● **TASK REQUIREMENTS**: Go through the listing below and show each line that has the word "OutOfRangeError".

● **RECORDS FOR THE TASK**:
»»

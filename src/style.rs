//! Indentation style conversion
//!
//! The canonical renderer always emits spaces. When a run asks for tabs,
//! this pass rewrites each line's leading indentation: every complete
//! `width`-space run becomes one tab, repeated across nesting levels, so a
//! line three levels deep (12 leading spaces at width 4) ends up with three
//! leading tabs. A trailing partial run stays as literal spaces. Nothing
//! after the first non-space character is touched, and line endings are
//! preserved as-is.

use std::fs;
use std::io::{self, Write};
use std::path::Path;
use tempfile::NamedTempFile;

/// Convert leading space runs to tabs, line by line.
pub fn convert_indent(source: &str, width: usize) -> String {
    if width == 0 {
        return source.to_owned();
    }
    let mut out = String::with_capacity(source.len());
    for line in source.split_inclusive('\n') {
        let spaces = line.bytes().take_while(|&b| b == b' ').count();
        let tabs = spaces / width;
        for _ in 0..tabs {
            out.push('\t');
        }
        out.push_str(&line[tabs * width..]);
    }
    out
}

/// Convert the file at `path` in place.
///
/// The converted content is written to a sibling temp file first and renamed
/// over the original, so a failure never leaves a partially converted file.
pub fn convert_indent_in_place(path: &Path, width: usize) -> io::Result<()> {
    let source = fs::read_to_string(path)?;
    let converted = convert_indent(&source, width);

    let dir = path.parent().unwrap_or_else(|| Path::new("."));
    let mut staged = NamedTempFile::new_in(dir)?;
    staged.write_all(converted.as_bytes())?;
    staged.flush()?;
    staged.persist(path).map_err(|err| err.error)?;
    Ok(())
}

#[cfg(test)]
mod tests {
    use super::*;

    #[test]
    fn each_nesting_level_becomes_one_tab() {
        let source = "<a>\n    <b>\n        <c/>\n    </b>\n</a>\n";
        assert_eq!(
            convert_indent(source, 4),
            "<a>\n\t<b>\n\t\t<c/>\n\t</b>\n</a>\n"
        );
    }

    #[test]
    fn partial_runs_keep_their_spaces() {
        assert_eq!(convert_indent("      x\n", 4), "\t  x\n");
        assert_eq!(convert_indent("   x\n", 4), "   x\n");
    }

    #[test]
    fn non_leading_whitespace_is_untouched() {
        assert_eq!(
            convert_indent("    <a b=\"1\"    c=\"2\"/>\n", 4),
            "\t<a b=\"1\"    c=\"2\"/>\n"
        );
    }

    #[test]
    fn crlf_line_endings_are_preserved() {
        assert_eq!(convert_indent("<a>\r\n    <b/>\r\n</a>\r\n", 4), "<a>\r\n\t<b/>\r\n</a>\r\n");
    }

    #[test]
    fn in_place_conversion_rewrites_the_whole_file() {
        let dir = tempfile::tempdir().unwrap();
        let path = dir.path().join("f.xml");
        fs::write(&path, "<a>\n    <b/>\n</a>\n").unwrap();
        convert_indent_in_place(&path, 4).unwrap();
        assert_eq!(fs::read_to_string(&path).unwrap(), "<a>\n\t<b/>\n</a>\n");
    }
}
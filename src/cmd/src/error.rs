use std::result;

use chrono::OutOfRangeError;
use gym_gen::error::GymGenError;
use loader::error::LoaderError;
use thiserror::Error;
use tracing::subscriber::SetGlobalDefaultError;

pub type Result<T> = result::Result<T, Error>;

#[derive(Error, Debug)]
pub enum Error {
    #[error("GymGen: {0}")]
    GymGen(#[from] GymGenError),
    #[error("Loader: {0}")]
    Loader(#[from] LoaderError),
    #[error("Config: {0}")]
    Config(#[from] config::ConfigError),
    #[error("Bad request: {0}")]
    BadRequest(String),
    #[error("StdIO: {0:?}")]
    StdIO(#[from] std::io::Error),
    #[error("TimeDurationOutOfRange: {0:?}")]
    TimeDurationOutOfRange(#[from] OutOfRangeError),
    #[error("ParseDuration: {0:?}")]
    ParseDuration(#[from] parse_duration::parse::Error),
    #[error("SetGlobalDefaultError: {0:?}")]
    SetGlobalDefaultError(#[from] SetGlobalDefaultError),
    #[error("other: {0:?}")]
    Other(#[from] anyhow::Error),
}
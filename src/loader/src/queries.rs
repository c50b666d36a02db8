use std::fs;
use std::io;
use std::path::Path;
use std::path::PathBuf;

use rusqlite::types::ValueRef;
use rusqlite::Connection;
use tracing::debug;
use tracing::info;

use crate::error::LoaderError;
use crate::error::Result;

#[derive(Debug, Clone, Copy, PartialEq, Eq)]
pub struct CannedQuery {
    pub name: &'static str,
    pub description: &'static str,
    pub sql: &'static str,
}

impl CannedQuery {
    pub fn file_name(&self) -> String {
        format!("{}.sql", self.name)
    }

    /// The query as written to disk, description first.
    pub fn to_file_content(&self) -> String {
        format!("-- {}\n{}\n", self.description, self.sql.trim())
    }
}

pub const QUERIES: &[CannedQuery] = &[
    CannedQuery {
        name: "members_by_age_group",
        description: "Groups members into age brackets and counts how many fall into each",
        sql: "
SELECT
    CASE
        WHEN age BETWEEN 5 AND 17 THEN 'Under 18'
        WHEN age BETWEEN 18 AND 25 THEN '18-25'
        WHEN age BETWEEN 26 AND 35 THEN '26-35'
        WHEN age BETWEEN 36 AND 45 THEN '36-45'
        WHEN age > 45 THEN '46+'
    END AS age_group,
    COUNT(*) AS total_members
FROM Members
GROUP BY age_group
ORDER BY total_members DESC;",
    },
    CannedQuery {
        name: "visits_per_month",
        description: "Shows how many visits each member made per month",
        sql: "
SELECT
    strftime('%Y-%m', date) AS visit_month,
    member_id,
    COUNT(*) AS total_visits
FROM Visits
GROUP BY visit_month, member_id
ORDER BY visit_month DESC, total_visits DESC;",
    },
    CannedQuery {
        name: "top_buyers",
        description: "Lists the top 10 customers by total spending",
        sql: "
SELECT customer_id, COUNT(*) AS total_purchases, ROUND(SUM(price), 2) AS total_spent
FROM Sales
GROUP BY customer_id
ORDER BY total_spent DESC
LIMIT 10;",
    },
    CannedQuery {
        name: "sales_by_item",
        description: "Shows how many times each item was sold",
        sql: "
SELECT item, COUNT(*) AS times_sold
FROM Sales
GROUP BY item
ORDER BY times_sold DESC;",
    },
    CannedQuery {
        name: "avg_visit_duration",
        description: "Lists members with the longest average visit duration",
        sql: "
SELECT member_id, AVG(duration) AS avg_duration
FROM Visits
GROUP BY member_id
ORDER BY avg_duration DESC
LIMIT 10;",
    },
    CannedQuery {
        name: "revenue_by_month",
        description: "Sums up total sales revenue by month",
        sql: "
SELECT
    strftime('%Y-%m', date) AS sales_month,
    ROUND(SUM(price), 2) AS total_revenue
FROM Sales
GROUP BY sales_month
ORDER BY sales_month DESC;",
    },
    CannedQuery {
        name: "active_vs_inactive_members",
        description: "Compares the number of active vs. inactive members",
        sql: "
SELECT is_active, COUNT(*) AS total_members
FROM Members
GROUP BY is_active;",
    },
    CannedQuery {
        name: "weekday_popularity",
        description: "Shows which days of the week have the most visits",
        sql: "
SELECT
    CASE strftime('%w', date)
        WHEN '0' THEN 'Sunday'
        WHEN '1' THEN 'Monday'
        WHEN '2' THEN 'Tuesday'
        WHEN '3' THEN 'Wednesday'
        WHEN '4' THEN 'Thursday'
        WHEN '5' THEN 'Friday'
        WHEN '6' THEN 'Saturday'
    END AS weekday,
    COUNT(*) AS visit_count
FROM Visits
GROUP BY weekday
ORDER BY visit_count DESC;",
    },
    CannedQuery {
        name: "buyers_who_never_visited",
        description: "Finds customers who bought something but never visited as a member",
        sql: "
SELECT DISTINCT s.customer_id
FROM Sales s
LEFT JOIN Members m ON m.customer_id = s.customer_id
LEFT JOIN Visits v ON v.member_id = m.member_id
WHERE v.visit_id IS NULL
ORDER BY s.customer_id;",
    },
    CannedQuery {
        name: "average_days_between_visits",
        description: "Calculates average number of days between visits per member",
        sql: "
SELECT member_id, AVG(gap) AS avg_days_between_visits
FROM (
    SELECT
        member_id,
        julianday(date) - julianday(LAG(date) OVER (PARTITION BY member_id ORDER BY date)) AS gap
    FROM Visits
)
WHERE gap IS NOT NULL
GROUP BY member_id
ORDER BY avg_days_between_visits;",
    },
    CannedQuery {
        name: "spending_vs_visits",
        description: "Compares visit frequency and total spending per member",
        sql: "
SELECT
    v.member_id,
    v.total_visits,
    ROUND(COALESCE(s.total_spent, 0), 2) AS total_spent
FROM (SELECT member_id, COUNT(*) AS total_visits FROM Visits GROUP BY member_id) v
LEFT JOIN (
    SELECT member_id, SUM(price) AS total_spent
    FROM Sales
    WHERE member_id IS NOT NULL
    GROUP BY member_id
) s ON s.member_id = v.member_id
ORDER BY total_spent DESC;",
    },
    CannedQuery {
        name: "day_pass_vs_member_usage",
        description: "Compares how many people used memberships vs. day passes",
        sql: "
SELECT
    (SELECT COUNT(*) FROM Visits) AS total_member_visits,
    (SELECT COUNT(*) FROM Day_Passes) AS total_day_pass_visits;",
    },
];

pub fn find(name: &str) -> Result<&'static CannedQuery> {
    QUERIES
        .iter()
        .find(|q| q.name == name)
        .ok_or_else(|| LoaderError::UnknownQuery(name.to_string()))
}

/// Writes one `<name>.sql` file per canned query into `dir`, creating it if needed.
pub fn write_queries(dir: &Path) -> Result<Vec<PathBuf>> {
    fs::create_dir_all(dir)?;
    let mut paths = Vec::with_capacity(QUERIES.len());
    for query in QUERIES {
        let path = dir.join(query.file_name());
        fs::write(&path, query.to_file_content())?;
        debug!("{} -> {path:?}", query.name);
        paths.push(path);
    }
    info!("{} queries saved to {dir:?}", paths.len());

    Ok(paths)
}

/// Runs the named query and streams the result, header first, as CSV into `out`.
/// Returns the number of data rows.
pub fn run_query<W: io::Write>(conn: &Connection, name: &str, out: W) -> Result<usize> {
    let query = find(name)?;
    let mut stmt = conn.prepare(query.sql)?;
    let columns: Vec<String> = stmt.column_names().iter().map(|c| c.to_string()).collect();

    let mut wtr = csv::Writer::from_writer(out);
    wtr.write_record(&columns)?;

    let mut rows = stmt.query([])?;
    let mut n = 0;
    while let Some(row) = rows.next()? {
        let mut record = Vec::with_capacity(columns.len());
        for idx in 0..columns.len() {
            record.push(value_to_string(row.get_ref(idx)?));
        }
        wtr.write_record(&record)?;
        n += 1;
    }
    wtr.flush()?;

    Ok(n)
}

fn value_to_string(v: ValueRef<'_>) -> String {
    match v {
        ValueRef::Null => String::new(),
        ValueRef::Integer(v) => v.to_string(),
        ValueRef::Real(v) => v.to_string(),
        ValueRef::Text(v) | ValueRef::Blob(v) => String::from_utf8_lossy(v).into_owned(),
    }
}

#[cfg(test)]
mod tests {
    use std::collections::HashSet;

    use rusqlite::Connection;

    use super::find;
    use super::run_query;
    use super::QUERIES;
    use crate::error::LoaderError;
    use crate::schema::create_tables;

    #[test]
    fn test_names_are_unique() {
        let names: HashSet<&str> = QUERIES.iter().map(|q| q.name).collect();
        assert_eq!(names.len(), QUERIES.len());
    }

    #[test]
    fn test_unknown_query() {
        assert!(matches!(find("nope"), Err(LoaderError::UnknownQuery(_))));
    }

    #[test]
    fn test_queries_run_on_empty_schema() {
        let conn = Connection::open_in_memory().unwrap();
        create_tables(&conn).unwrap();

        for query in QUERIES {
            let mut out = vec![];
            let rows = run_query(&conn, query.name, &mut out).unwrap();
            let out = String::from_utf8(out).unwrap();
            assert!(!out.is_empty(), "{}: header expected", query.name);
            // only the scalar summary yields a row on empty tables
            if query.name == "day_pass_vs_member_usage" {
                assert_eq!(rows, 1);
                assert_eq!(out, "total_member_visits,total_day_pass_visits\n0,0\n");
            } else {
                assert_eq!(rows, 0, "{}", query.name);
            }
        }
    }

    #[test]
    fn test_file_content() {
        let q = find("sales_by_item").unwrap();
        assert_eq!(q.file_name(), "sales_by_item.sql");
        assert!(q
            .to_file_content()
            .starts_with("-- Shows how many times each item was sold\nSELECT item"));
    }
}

««

● **TASK SOLUTION**:
use chrono::OutOfRangeError;
    TimeDurationOutOfRange(#[from] OutOfRangeError),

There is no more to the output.